Am Fahrstuhl angekommen öffnen sich sofort die Türen und wir können eintreten. Im Fahrstuhl lehne mich an eine der Wände. Mr.Wayne schaut zu mir herab, öffnet den Mund um etwas zu sagen, schließt ihn aber gleich wieder als sich die Türen öffnen und Leute einsteigen. Also verbringen wir die Fahrt schweigend bis sich die Aufzugstüren mit 'Plong' öffnen. Ok, war ein schlechter Witz. Es ertönt das normale 'Pling'.
Schande über mein Haupt.
Mr.Wayne und ich gehen, humpeln, stolpern, was auch immer, sucht euch was aus, aus dem Fahrstuhl zum Ausgang des Gebäudes.
Auch auf dem Weg nach draußen reden wir nicht. Erst als wir am Auto ankommen, welches direkt vor dem Eingang des Gebäudes steht und mir der Chauffeur, der übrigens der Typ ist, der eben schon vor der Firma stand, die Tür des Audis öffnet, fängt er an zu reden. „Also dann Nick, ich darf doch Nick sagen oder? Ich hoffe, dass ich dich hier schnell wiedersehe. Und denk daran mich anzurufen, wenn du weißt wie es um dich steht ok?", klar...ich denk an nichts anderes. „Nennen Sie mich wie Sie wollen, ist mir eigentlich scheiß egal. Wobei ich meinen Namen eigentlich doch sehr mag, aaaalsooo bleiben Sie doch einfach bei Nick. Und ich melde mich natürlich sofort.", ich hab ja sonst nichts zu tun.

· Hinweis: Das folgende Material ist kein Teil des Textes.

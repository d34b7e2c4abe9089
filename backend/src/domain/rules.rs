use thiserror::Error;

use super::mood::UnknownMood;

pub const MIN_SCORE: i64 = 1;
pub const MAX_SCORE: i64 = 10;

/// Input that breaks a business rule before it ever reaches the store.
#[derive(Debug, Clone, PartialEq, Eq, Error)]
pub enum RuleViolation {
    #[error("score {0} is outside 1..=10")]
    ScoreOutOfRange(i64),
    #[error("category weight {weight} is outside {min}..={max}")]
    CategoryWeightOutOfRange { weight: i64, min: i64, max: i64 },
    #[error("{0} must not be blank")]
    Blank(&'static str),
    #[error("year {0} is not a positive release year")]
    InvalidYear(i64),
    #[error(transparent)]
    Mood(#[from] UnknownMood),
}

/// Film log ratings and rubric ratings share the same inclusive 1-10 scale.
pub fn check_score(score: i64) -> Result<i64, RuleViolation> {
    if (MIN_SCORE..=MAX_SCORE).contains(&score) {
        Ok(score)
    } else {
        Err(RuleViolation::ScoreOutOfRange(score))
    }
}

pub fn check_not_blank<'a>(field: &'static str, value: &'a str) -> Result<&'a str, RuleViolation> {
    let trimmed = value.trim();
    if trimmed.is_empty() {
        Err(RuleViolation::Blank(field))
    } else {
        Ok(trimmed)
    }
}

pub fn check_year(year: i64) -> Result<i64, RuleViolation> {
    if year > 0 {
        Ok(year)
    } else {
        Err(RuleViolation::InvalidYear(year))
    }
}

Einen Moment schaut er komisch bevor er anfängt zu grinsen und mich einsteigen lässt.
Der Chauffeur sah mich während ich geredet hab kurz schockiert an. Tja. Da müsst ihr euch dran gewöhnen. Ist mir nämlich herzlichst egal, ob ich vor einem Erwachsenen stehe, der dazu noch Firmengründer und verdammt heiß ist, oder einem kleinen Kind, ich rede wie ich will. Hab ich schon immer, werde ich auch immer.
Er redet noch kurz mit dem Chauffeur, der übrigens Joe heißt und verabschiedet sich dann von uns.
Joe steigt vorne ein, lächelt mich durch den Rückspiegel an, begrüßt mich mit einem kurzen „Hallo", und fährt los.
Zu meiner eigenen Sicherheit habe ich mich natürlich nicht angeschnallt und krampfe mich nun an der Tür fest. Warum ich mich nicht anschnalle? Ich bin auch nicht komplett bescheuert. Ich hab wahrscheinlich mindestens eine gebrochene Rippe, da brauch ich jetzt nicht noch einen Gurt der ununterbrochen auf meine Rippen drückt.
Ich hab keine Ahnung ob Joe weiß, dass ich einen Unfall hatte, aber er merkt wohl, dass ich ziemlich verkrampft bin und schaltet das Radio ein, da wir eh nicht reden.
Wirklich was bringen tut es zwar nicht, dass das Radio nun angeschaltet ist und Musik läuft, aber naja.
Wir fahren noch ein paar Minuten weiter, bis auf einmal die Verkehrsmeldungen vorgetragen werden. Bitte nicht mein Unfall, bitte nicht mein Unfall, bitte nicht- „Und nun zum neusten und wohl seltsamsten Unfall des bisherigen Tages: gegen neun Uhr heute morgen ereignete sich an der Kreuzung Lexington Avenue und East 54th St. ein Unfall zwischen einem LKW und einem Motorradfahrer. Zeugen berichten, dass der Motorradfahrer ein junger Mann gewesen sein soll, welcher kurz nach dem Unfall zu einer Bushaltestelle gerannt ist und in einen Bus einstieg. Es ist noch unklar welche Verletzungen er davon getragen und wieso er nicht auf den Arzt, welcher vom Lkw-Fahrer verständigt wurde, gewartet hat.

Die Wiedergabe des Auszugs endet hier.